ODL Fellow Tara Roberts on her upcoming podcast and National Geographic Fellowship

MIT Open Documentary Lab Fellow Tara Roberts is a journalist, storyteller and changemaker. She is also a 2020-2021 National Geographic Storytelling Fellow and received a grant from National Geographic to follow and dive with a group of Black scuba divers, historians and archaeologists who are searching for slave shipwrecks around the world. This year, her goal is to transform that epic adventure into a long-form narrative podcast. Read the short Q&A below to learn more about her current project.

Could you describe your project?

My team and I are creating an immersive audio show about black scuba divers searching for slave shipwrecks around the world. I spent a year and a half following these divers around the world with a grant from the National Geographic Society and was deeply changed by the journey. Listeners will hear the voices of divers as they laugh on dive boats, as they touch artifacts below the surface, as they wrestle with the complexities and legacies of the global slave trade. They will hear the clamor of hawkers selling goods on the pier on Ilha de Moçambique, the sounds of calypso music pumping from storefront speakers along the streets of Puerto Viejo, Costa Rica and the horns of taxis honking in Dakar, Senegal. They will also hear my voice, my questions, my reflections, my laughter. The show is scheduled to come out next summer through National Geographic and will feature an entire season (6-10 episodes) of stories about the divers and this lost history.

What stage is your project in?

Currently, we are reporting and gathering tape for the podcast, and soon, we will start drafting the script.

What have you learned in the process?

Honestly, I am still in the process of unraveling what this journey has taught me. I know that I am learning a lot about my own connection – or lack thereof – to the past and how this missing has shaped my present. I am also learning about the hundreds of thousands of missing people from history and how much resurrecting memories of them adds to the richness of our collective human story.

What has been your favorite part of the process?

Mostly, I’ve loved traveling around the world, diving in new locations, getting to know the divers and hearing their brilliant insights about the world and the importance of this work.

Why is this story important?

In this time of spiraling fear of the “other,” we must realize that our fates are tied to each other, as well as to the planet. Centuries of colonialism, systemic racism and greed distort the way we see each other. For us to have a planet that survives, though, it is urgent that we acknowledge the messy and complicated truths upon which our society has been built and that still keep the majority of people in the margins. This project looks ahead to build a new context around the historical frameworks that have largely gone unexamined for centuries.

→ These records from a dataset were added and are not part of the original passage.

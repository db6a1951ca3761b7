use chrono::{DateTime, Duration, Utc};
use serde::{Deserialize, Serialize};
use uuid::Uuid;

/// Which sign flow an OTP request belongs to.
#[derive(Debug, Clone, Copy, PartialEq, Eq, Serialize, Deserialize)]
#[serde(rename_all = "lowercase")]
pub enum SignIntent {
    Login,
    Signup,
}

impl std::fmt::Display for SignIntent {
    fn fmt(&self, f: &mut std::fmt::Formatter<'_>) -> std::fmt::Result {
        match self {
            SignIntent::Login => write!(f, "login"),
            SignIntent::Signup => write!(f, "signup"),
        }
    }
}

impl std::str::FromStr for SignIntent {
    type Err = String;

    fn from_str(s: &str) -> Result<Self, Self::Err> {
        match s.to_lowercase().as_str() {
            "login" => Ok(SignIntent::Login),
            "signup" => Ok(SignIntent::Signup),
            _ => Err(format!("unknown sign intent: {s}")),
        }
    }
}

/// Claim set carried by a session token.
#[derive(Debug, Clone, PartialEq, Eq, Serialize, Deserialize)]
pub struct SessionClaims {
    pub email: String,
    #[serde(rename = "userId")]
    pub user_id: Uuid,
    pub iat: i64,
    pub exp: i64,
}

impl SessionClaims {
    pub fn new(user_id: Uuid, email: impl Into<String>, issued_at: DateTime<Utc>, ttl: Duration) -> Self {
        let iat = issued_at.timestamp();
        Self {
            email: email.into(),
            user_id,
            iat,
            exp: iat + ttl.num_seconds(),
        }
    }

    /// A token is dead from its expiry second onwards.
    pub fn is_expired_at(&self, now: DateTime<Utc>) -> bool {
        now.timestamp() >= self.exp
    }

    pub fn expires_at(&self) -> Option<DateTime<Utc>> {
        DateTime::from_timestamp(self.exp, 0)
    }
}

#[derive(Debug, Serialize, Deserialize)]
pub struct SessionToken {
    pub token: String,
    pub token_type: String,
    pub expires_at: Option<DateTime<Utc>>,
}

impl SessionToken {
    pub fn new(token: String, claims: &SessionClaims) -> Self {
        Self {
            token,
            token_type: "Bearer".to_string(),
            expires_at: claims.expires_at(),
        }
    }
}
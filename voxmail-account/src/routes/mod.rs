pub mod connection;
pub mod emails;
pub mod health;
pub mod login;
pub mod me;
pub mod messages;
pub mod otp;
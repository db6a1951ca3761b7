use axum::extract::{Query, State};
use axum::Json;
use serde::Deserialize;
use std::sync::Arc;

use voxmail_shared::errors::AppResult;
use voxmail_shared::middleware::BearerToken;
use voxmail_shared::types::ApiResponse;

use crate::models::EmailHistoryRecord;
use crate::services::SendOutcome;
use crate::AppState;

#[derive(Debug, Deserialize)]
pub struct SendEmailRequest {
    #[serde(alias = "speechText")]
    pub transcript: String,
}

#[derive(Debug, Deserialize)]
pub struct HistoryQuery {
    pub limit: Option<u64>,
}

pub async fn send_email(
    BearerToken(token): BearerToken,
    State(state): State<Arc<AppState>>,
    Json(req): Json<SendEmailRequest>,
) -> AppResult<Json<ApiResponse<SendOutcome>>> {
    let outcome = state.engine.send_email(&token, &req.transcript).await?;
    let message = if outcome.low_balance {
        format!("email sent, only {} credits left", outcome.credits_remaining)
    } else {
        "email sent".to_string()
    };
    Ok(Json(ApiResponse::ok_with_message(outcome, message)))
}

pub async fn email_history(
    BearerToken(token): BearerToken,
    State(state): State<Arc<AppState>>,
    Query(query): Query<HistoryQuery>,
) -> AppResult<Json<ApiResponse<Vec<EmailHistoryRecord>>>> {
    Ok(Json(ApiResponse::ok(state.engine.email_history(&token, query.limit)?)))
}
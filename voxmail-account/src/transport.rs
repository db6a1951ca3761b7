//! Outbound mail sending.
//!
//! The engine never talks to a mail provider itself. It hands the session
//! token and the transcript to a [`MailTransport`], which composes the message
//! and sends it through the user's connected account.

use async_trait::async_trait;
use reqwest::Client;
use serde::{Deserialize, Serialize};

use crate::services::DeliveredEmail;

#[derive(Debug, thiserror::Error)]
pub enum TransportError {
    #[error("mail relay unreachable: {0}")]
    Request(#[from] reqwest::Error),

    #[error("mail relay rejected the send ({status}): {body}")]
    Rejected { status: u16, body: String },
}

#[async_trait]
pub trait MailTransport: Send + Sync {
    /// Sends one email. `Ok` means the provider accepted it.
    async fn send(&self, session_token: &str, transcript: &str) -> Result<DeliveredEmail, TransportError>;
}

#[derive(Debug, Serialize)]
#[serde(rename_all = "camelCase")]
struct RelayRequest<'a> {
    token: &'a str,
    speech_text: &'a str,
}

#[derive(Debug, Deserialize)]
struct RelayResponse {
    #[serde(default, alias = "receiverEmail")]
    receiver_email: String,
    #[serde(default, alias = "receiverName")]
    receiver_name: String,
    #[serde(default = "default_email_type", alias = "emailType")]
    email_type: String,
    #[serde(default)]
    message_id: Option<String>,
}

fn default_email_type() -> String {
    "general".to_string()
}

/// HTTP mail relay that turns a transcript into a sent email.
#[derive(Clone)]
pub struct HttpMailRelay {
    client: Client,
    url: String,
}

impl HttpMailRelay {
    pub fn new(url: &str) -> Self {
        Self {
            client: Client::new(),
            url: url.to_string(),
        }
    }
}

#[async_trait]
impl MailTransport for HttpMailRelay {
    async fn send(&self, session_token: &str, transcript: &str) -> Result<DeliveredEmail, TransportError> {
        let response = self
            .client
            .post(&self.url)
            .json(&RelayRequest { token: session_token, speech_text: transcript })
            .send()
            .await?;

        let status = response.status();
        if !status.is_success() {
            let body = response.text().await.unwrap_or_default();
            return Err(TransportError::Rejected { status: status.as_u16(), body });
        }

        let relay: RelayResponse = response.json().await?;
        tracing::debug!(message_id = ?relay.message_id, email_type = %relay.email_type, "relay accepted send");

        Ok(DeliveredEmail {
            receiver_email: relay.receiver_email,
            receiver_name: relay.receiver_name,
            email_type: relay.email_type,
        })
    }
}

/// In-process transport that records calls and fails on request.
#[cfg(any(test, feature = "testing"))]
#[derive(Debug, Default)]
pub struct StubTransport {
    fail: std::sync::atomic::AtomicBool,
    calls: std::sync::atomic::AtomicUsize,
}

#[cfg(any(test, feature = "testing"))]
impl StubTransport {
    pub fn set_failing(&self, fail: bool) {
        self.fail.store(fail, std::sync::atomic::Ordering::SeqCst);
    }

    pub fn calls(&self) -> usize {
        self.calls.load(std::sync::atomic::Ordering::SeqCst)
    }
}

#[cfg(any(test, feature = "testing"))]
#[async_trait]
impl MailTransport for StubTransport {
    async fn send(&self, _session_token: &str, _transcript: &str) -> Result<DeliveredEmail, TransportError> {
        use std::sync::atomic::Ordering;

        self.calls.fetch_add(1, Ordering::SeqCst);
        if self.fail.load(Ordering::SeqCst) {
            return Err(TransportError::Rejected { status: 500, body: "provider down".into() });
        }
        Ok(DeliveredEmail {
            receiver_email: "bob@y.com".into(),
            receiver_name: "Bob".into(),
            email_type: "general".into(),
        })
    }
}

#[cfg(test)]
mod tests {
    use super::*;
    use axum::{http::StatusCode, routing::post, Json, Router};

    async fn spawn_relay(app: Router) -> String {
        let listener = tokio::net::TcpListener::bind("127.0.0.1:0").await.unwrap();
        let addr = listener.local_addr().unwrap();
        tokio::spawn(async move {
            axum::serve(listener, app).await.unwrap();
        });
        format!("http://{addr}/send-email")
    }

    #[tokio::test]
    async fn relay_receives_token_and_transcript() {
        let app = Router::new().route(
            "/send-email",
            post(|Json(body): Json<serde_json::Value>| async move {
                assert_eq!(body["token"], "tok");
                assert_eq!(body["speechText"], "tell bob I'm late");
                Json(serde_json::json!({
                    "status": "success",
                    "message_id": "18d4f2c8a1b3e9f0",
                    "receiverEmail": "bob@y.com",
                    "receiverName": "Bob",
                    "emailType": "urgent_work"
                }))
            }),
        );
        let relay = HttpMailRelay::new(&spawn_relay(app).await);

        let delivered = relay.send("tok", "tell bob I'm late").await.unwrap();
        assert_eq!(delivered.receiver_email, "bob@y.com");
        assert_eq!(delivered.email_type, "urgent_work");
    }

    #[tokio::test]
    async fn relay_error_status_is_a_rejection() {
        let app = Router::new().route(
            "/send-email",
            post(|| async { (StatusCode::INTERNAL_SERVER_ERROR, "gmail quota") }),
        );
        let relay = HttpMailRelay::new(&spawn_relay(app).await);

        match relay.send("tok", "hi").await {
            Err(TransportError::Rejected { status, body }) => {
                assert_eq!(status, 500);
                assert_eq!(body, "gmail quota");
            }
            other => panic!("expected rejection, got {other:?}"),
        }
    }

    #[tokio::test]
    async fn missing_type_defaults_to_general() {
        let app = Router::new().route(
            "/send-email",
            post(|| async { Json(serde_json::json!({ "status": "success" })) }),
        );
        let relay = HttpMailRelay::new(&spawn_relay(app).await);

        assert_eq!(relay.send("tok", "hi").await.unwrap().email_type, "general");
    }
}
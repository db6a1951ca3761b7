use axum::http::StatusCode;
use axum::response::{IntoResponse, Response};
use axum::Json;
use serde::{Deserialize, Serialize};

use crate::types::ApiErrorResponse;

/// Application error codes following the pattern E{area}{sequence}
///
/// Ranges:
/// - E0xxx: Shared/infrastructure errors
/// - E1xxx: Account and session errors
/// - E2xxx: Credit and mail errors
#[derive(Debug, Clone, Copy, PartialEq, Eq, Serialize, Deserialize)]
pub enum ErrorCode {
    // Shared (E0xxx)
    InternalError,
    ValidationError,
    NotFound,

    // Account (E1xxx)
    SessionInvalid,
    InvalidCredentials,
    AccountNotFound,
    AccountExists,
    PasswordTooWeak,

    // Credits & mail (E2xxx)
    NoCredits,
    ProviderError,
}

impl ErrorCode {
    pub fn code(&self) -> &'static str {
        match self {
            // Shared
            Self::InternalError => "E0001",
            Self::ValidationError => "E0002",
            Self::NotFound => "E0003",

            // Account
            Self::SessionInvalid => "E1001",
            Self::InvalidCredentials => "E1002",
            Self::AccountNotFound => "E1003",
            Self::AccountExists => "E1004",
            Self::PasswordTooWeak => "E1005",

            // Credits & mail
            Self::NoCredits => "E2001",
            Self::ProviderError => "E2002",
        }
    }

    pub fn status_code(&self) -> StatusCode {
        match self {
            Self::InternalError => StatusCode::INTERNAL_SERVER_ERROR,
            Self::ValidationError | Self::PasswordTooWeak => StatusCode::BAD_REQUEST,
            Self::NotFound | Self::AccountNotFound => StatusCode::NOT_FOUND,
            Self::SessionInvalid | Self::InvalidCredentials => StatusCode::UNAUTHORIZED,
            Self::AccountExists => StatusCode::CONFLICT,
            Self::NoCredits => StatusCode::FORBIDDEN,
            Self::ProviderError => StatusCode::BAD_GATEWAY,
        }
    }
}

#[derive(Debug, thiserror::Error)]
pub enum AppError {
    #[error("{message}")]
    Known { code: ErrorCode, message: String },

    #[error("internal server error")]
    Internal(#[from] anyhow::Error),

    #[error("database error: {0}")]
    Database(#[from] diesel::result::Error),

    #[error("validation error: {0}")]
    Validation(String),
}

impl AppError {
    pub fn new(code: ErrorCode, message: impl Into<String>) -> Self {
        Self::Known {
            code,
            message: message.into(),
        }
    }

    /// The single caller-visible outcome for every session token failure.
    pub fn session_invalid() -> Self {
        Self::new(ErrorCode::SessionInvalid, "invalid or expired session")
    }

    pub fn not_found(message: impl Into<String>) -> Self {
        Self::new(ErrorCode::NotFound, message)
    }

    pub fn internal(message: impl Into<String>) -> Self {
        Self::new(ErrorCode::InternalError, message)
    }

    /// Collapses every variant onto its error code.
    pub fn error_code(&self) -> ErrorCode {
        match self {
            AppError::Known { code, .. } => *code,
            AppError::Internal(_) => ErrorCode::InternalError,
            AppError::Database(diesel::result::Error::NotFound) => ErrorCode::NotFound,
            AppError::Database(_) => ErrorCode::InternalError,
            AppError::Validation(_) => ErrorCode::ValidationError,
        }
    }
}

impl IntoResponse for AppError {
    fn into_response(self) -> Response {
        let (status, error_response) = match &self {
            AppError::Known { code, message } => {
                let status = code.status_code();
                // Server-side messages carry causes; clients get a fixed text.
                if *code == ErrorCode::InternalError {
                    tracing::error!(code = code.code(), "{message}");
                    (status, ApiErrorResponse::new(code.code(), "internal server error"))
                } else {
                    if status.is_server_error() {
                        tracing::error!(code = code.code(), "{message}");
                    }
                    (status, ApiErrorResponse::new(code.code(), message))
                }
            }
            AppError::Internal(err) => {
                tracing::error!(error = %err, "internal server error");
                (
                    StatusCode::INTERNAL_SERVER_ERROR,
                    ApiErrorResponse::new("E0001", "internal server error"),
                )
            }
            AppError::Database(err) => {
                tracing::error!(error = %err, "database error");
                match err {
                    diesel::result::Error::NotFound => (
                        StatusCode::NOT_FOUND,
                        ApiErrorResponse::new("E0003", "resource not found"),
                    ),
                    _ => (
                        StatusCode::INTERNAL_SERVER_ERROR,
                        ApiErrorResponse::new("E0001", "database error"),
                    ),
                }
            }
            AppError::Validation(msg) => (
                StatusCode::BAD_REQUEST,
                ApiErrorResponse::new("E0002", msg),
            ),
        };

        (status, Json(error_response)).into_response()
    }
}

pub type AppResult<T> = Result<T, AppError>;

#[cfg(test)]
mod tests {
    use super::*;
    use axum::body::to_bytes;

    async fn body_json(err: AppError) -> serde_json::Value {
        let response = err.into_response();
        let bytes = to_bytes(response.into_body(), usize::MAX).await.unwrap();
        serde_json::from_slice(&bytes).unwrap()
    }

    #[tokio::test]
    async fn session_failures_share_one_message() {
        let value = body_json(AppError::session_invalid()).await;

        assert_eq!(value["success"], false);
        assert_eq!(value["error"]["code"], "E1001");
        assert_eq!(value["error"]["message"], "invalid or expired session");
    }

    #[tokio::test]
    async fn no_credits_is_forbidden() {
        let response = AppError::new(ErrorCode::NoCredits, "no credits remaining").into_response();
        assert_eq!(response.status(), StatusCode::FORBIDDEN);
    }

    #[tokio::test]
    async fn internal_error_hides_cause() {
        let err = AppError::Internal(anyhow::anyhow!("pool exhausted at 10.0.0.3"));
        let value = body_json(err).await;

        assert_eq!(value["error"]["code"], "E0001");
        assert_eq!(value["error"]["message"], "internal server error");
    }

    #[tokio::test]
    async fn internal_message_is_logged_not_returned() {
        let err = AppError::internal("connection refused (os error 111) at 10.0.0.3:5432");
        let value = body_json(err).await;

        assert_eq!(value["error"]["code"], "E0001");
        assert_eq!(value["error"]["message"], "internal server error");
    }

    #[tokio::test]
    async fn provider_errors_keep_their_message() {
        let value = body_json(AppError::new(ErrorCode::ProviderError, "could not deliver the code")).await;
        assert_eq!(value["error"]["code"], "E2002");
        assert_eq!(value["error"]["message"], "could not deliver the code");
    }

    #[test]
    fn database_not_found_maps_to_not_found_code() {
        let err = AppError::from(diesel::result::Error::NotFound);
        assert_eq!(err.error_code(), ErrorCode::NotFound);
    }

    #[test]
    fn status_codes_follow_taxonomy() {
        assert_eq!(ErrorCode::AccountExists.status_code(), StatusCode::CONFLICT);
        assert_eq!(ErrorCode::ProviderError.status_code(), StatusCode::BAD_GATEWAY);
        assert_eq!(ErrorCode::InvalidCredentials.status_code(), StatusCode::UNAUTHORIZED);
        assert_eq!(ErrorCode::AccountNotFound.status_code(), StatusCode::NOT_FOUND);
    }
}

 Why did you decide on a podcast format to share this story? 

Once I got on the road and started talking to people, I began to “hear” the story in my mind. I could hear the voices of these brilliant people talking in their own accents, lilts and twangs. I thought a narrative-styled audio show that “showed” scenes from around the world and at the bottom of the ocean and that let listeners hear from the actual characters would stir the imagination in powerful ways.

What has it been to work with both National Geographic and MIT Open Documentary Lab (ODL)? 

I feel so supported. ODL has been wonderful in helping me think more deeply about co-creation specifically. I wanted this storytelling to be inclusive rather than extractive, and ODL’s Co-Creation Studio has been helping me think through strategies to accomplish that goal. Plus, the larger cohort continuously challenges me to think more broadly and creatively about the use of new technologies. And the National Geographic team is just an email or a call away, ready to jump in and support whenever I need. So far, both organizations have been a dream to work with.